WORK ITEM: I would like each line of the data that holds the word "WorkerGuard" copied out.

[Saved data entries]
- Opening Delimiter -
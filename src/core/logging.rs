use tracing_appender::non_blocking::WorkerGuard;
use tracing_subscriber::layer::SubscriberExt;
use tracing_subscriber::util::SubscriberInitExt;
use tracing_subscriber::{fmt, EnvFilter};

/// Directory for daily rolling log files; stderr only when unset.
pub const LOG_DIR_ENV: &str = "CLOUDCOST_LOG_DIR";

const LOG_FILE_PREFIX: &str = "cloudcost.log";

/// Installs the global subscriber. `RUST_LOG` overrides the default `info`
/// filter. Keep the returned guard alive until exit so file logs are flushed.
pub fn init_tracing() -> Option<WorkerGuard> {
    let filter = EnvFilter::try_from_default_env().unwrap_or_else(|_| EnvFilter::new("info"));

    let (file_layer, guard) = match std::env::var(LOG_DIR_ENV) {
        Ok(dir) if !dir.trim().is_empty() => {
            let appender = tracing_appender::rolling::daily(dir.trim(), LOG_FILE_PREFIX);
            let (writer, guard) = tracing_appender::non_blocking(appender);
            let layer = fmt::layer().with_ansi(false).with_target(true).with_writer(writer);
            (Some(layer), Some(guard))
        }
        _ => (None, None),
    };

    let _ = tracing_subscriber::registry()
        .with(filter)
        .with(fmt::layer().with_target(false).with_writer(std::io::stderr))
        .with(file_layer)
        .try_init();

    guard
}

/// Debug-level output captured by the test harness (only once per binary).
#[cfg(test)]
pub fn init_test_tracing() {
    let _ = fmt()
        .with_env_filter(EnvFilter::new("debug"))
        .with_target(true)
        .with_level(true)
        .with_test_writer()
        .try_init();
}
- Closing Delimiter -
PROBLEM SOLUTION:
use tracing_appender::non_blocking::WorkerGuard;
pub fn init_tracing() -> Option<WorkerGuard> {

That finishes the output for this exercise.